Since the beginning of the year, the external reserves have declined steadily from $42.39bn to $40.72bn before climbing again. Speaking to our correspondent on the development, the President, Manufacturers Association of Nigeria, Mr. Bashir Borodo, who attributed the improvement to the rise in oil prices at the international market and the CBN‘s effort to stabilise the naira at the foreign exchange market, also advised that the Federal Government should be cautious with the manner in which it spent the reserves on infrastructure development.



According to Borodo, ”Oil price has gone up. There is also the possibility of speculative demand. The CBN has been able to maintain the stability of the naira at between N148 and N150.” Crude oil price traded at $80 per barrel average in March compared to $75.32 in February and is responding more to movements in major exchange rates and equity markets.



Crude oil production was moderately down by 1.6 per cent to 1.95 million barrels per day in February. Production had held strongly at two million barrels per day in 2010. Borodo said it was out of place for the Federal Government to withdraw for the purpose of infrastructure development if there was no proper plan on ground to ensure final delivery by contractors.

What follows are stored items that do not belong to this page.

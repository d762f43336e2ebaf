//! Scalar type handle.
//!
//! `Idx` indexes the catalog's type table. Types are compared by index
//! equality (O(1)), never structurally.

use std::fmt;

/// A 32-bit index into the catalog's scalar type table.
#[derive(Copy, Clone, Eq, PartialEq, Ord, PartialOrd, Hash)]
#[cfg_attr(feature = "cache", derive(serde::Serialize, serde::Deserialize))]
#[repr(transparent)]
pub struct Idx(u32);

impl Idx {
    /// The universal placeholder type. Every type "is" generic.
    pub const GENERIC: Self = Self(0);

    /// Sentinel value indicating no type.
    pub const NONE: Self = Self(u32::MAX);

    /// Create an index from a raw u32 value.
    #[inline]
    pub const fn from_raw(raw: u32) -> Self {
        Self(raw)
    }

    /// Get the raw u32 value.
    #[inline]
    pub const fn raw(self) -> u32 {
        self.0
    }

    /// Position in the type table.
    #[inline]
    pub const fn index(self) -> usize {
        self.0 as usize
    }

    /// Check if this is the generic placeholder.
    #[inline]
    pub const fn is_generic(self) -> bool {
        self.0 == Self::GENERIC.0
    }

    /// Check if this is the NONE sentinel.
    #[inline]
    pub const fn is_none(self) -> bool {
        self.0 == u32::MAX
    }
}

impl fmt::Debug for Idx {
    fn fmt(&self, f: &mut fmt::Formatter<'_>) -> fmt::Result {
        if self.is_generic() {
            write!(f, "Idx::GENERIC")
        } else if self.is_none() {
            write!(f, "Idx::NONE")
        } else {
            write!(f, "Idx({})", self.0)
        }
    }
}

impl Default for Idx {
    fn default() -> Self {
        Self::NONE
    }
}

He said, ”The call on the Federal Government to spend part of the reserves on infrastructure is a matter of personal opinion. It there is a good plan that can absorb the amount, it is alright. It is of no use when you give out contract for infrastructure development and at the end of the day, nothing is done. If the government has good infrastructure plan and a serious company that will deliver, then they can spend it.”